Input:
--------------------
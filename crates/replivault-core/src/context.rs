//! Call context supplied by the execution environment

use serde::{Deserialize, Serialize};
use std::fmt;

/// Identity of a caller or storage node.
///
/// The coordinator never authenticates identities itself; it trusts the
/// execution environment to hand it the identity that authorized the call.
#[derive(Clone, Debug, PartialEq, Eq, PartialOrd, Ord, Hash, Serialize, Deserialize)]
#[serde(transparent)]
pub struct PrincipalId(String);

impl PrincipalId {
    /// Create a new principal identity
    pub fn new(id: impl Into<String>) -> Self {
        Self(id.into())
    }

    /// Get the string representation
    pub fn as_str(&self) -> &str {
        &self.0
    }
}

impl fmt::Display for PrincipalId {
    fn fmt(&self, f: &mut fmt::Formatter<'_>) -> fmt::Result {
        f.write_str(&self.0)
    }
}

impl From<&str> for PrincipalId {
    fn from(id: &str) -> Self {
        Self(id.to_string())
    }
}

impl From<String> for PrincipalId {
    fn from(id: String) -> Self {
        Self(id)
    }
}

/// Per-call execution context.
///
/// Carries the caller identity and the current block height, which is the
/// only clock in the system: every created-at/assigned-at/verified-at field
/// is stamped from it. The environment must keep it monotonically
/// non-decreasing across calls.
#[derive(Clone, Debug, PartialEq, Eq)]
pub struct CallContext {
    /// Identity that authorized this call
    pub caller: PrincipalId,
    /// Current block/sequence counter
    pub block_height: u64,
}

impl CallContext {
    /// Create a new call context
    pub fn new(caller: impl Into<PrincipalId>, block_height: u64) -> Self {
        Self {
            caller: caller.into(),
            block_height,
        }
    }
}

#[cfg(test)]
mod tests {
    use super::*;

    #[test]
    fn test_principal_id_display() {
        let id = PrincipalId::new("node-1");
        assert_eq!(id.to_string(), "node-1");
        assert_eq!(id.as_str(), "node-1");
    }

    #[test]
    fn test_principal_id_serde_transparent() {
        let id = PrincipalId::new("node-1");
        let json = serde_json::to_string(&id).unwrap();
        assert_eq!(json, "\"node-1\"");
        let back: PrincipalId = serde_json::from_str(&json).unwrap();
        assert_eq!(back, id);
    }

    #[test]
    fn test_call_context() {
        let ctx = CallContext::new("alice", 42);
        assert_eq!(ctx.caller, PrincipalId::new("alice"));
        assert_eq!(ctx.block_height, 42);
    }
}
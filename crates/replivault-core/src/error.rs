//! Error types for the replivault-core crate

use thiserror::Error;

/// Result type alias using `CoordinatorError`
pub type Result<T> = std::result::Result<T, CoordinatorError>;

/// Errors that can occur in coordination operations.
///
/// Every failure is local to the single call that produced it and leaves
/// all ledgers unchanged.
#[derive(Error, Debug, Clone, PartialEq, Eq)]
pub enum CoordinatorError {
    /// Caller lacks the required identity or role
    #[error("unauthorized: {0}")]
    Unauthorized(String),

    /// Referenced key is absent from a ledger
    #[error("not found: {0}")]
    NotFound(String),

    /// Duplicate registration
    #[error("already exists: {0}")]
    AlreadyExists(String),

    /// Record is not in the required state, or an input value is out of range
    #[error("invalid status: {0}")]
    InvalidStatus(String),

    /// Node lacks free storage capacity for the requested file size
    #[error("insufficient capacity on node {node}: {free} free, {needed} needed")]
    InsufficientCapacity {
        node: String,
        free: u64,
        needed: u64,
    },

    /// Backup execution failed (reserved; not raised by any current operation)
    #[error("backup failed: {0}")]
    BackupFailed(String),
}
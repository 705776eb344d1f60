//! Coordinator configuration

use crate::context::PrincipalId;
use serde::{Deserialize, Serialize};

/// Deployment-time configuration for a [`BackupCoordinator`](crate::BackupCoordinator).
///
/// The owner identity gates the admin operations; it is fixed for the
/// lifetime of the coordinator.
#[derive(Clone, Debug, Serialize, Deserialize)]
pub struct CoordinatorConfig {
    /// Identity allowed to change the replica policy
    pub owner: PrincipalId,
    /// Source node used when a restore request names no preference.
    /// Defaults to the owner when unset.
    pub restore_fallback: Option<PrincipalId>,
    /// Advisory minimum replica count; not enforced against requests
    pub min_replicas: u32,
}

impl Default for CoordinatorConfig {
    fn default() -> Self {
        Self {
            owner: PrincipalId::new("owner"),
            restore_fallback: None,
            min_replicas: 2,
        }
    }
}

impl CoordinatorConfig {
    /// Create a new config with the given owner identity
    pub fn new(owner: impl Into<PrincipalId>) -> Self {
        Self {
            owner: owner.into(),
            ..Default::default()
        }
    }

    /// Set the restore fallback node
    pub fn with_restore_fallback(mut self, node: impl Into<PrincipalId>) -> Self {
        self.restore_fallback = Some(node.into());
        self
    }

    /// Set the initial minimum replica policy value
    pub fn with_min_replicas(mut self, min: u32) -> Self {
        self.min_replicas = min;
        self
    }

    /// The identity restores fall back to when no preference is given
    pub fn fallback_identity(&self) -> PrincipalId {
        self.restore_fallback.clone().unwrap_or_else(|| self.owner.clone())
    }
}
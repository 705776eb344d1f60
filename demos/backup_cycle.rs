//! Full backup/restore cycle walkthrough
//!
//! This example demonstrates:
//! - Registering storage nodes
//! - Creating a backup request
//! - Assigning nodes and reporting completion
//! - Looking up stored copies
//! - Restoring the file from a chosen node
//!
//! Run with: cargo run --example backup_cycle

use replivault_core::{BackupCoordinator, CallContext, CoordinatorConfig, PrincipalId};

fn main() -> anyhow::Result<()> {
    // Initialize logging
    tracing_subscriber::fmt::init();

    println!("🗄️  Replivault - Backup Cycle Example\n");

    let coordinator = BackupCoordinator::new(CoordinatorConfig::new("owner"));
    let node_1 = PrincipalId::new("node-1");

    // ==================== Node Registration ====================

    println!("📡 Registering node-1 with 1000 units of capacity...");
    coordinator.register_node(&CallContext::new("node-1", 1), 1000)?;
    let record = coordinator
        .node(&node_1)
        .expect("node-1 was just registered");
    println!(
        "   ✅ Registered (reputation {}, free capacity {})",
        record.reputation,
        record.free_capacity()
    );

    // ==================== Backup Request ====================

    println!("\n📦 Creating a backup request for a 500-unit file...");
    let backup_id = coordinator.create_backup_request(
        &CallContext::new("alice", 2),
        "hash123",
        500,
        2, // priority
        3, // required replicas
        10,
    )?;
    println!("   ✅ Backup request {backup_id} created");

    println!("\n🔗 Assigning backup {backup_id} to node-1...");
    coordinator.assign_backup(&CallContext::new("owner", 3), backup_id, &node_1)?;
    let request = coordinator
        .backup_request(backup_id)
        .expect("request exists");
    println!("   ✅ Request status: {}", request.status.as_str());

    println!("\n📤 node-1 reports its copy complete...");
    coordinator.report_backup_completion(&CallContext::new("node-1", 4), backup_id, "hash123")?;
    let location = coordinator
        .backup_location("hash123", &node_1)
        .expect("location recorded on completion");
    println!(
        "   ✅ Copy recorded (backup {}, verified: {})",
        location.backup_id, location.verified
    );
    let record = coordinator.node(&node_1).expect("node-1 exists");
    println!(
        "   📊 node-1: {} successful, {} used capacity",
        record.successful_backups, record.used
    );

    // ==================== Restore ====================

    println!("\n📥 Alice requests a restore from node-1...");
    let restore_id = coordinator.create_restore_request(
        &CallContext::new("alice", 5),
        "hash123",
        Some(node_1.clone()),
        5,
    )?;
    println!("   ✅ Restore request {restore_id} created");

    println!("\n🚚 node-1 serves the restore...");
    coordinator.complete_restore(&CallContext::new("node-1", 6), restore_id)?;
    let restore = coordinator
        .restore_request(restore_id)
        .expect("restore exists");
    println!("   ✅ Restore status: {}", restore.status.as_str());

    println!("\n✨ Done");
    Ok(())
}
--------------------
Problem to solve:
Your answer should consist of the lines of the listing that contain "Registering", copied as they stand.

Task output:
//! - Registering storage nodes
    println!("📡 Registering node-1 with 1000 units of capacity...");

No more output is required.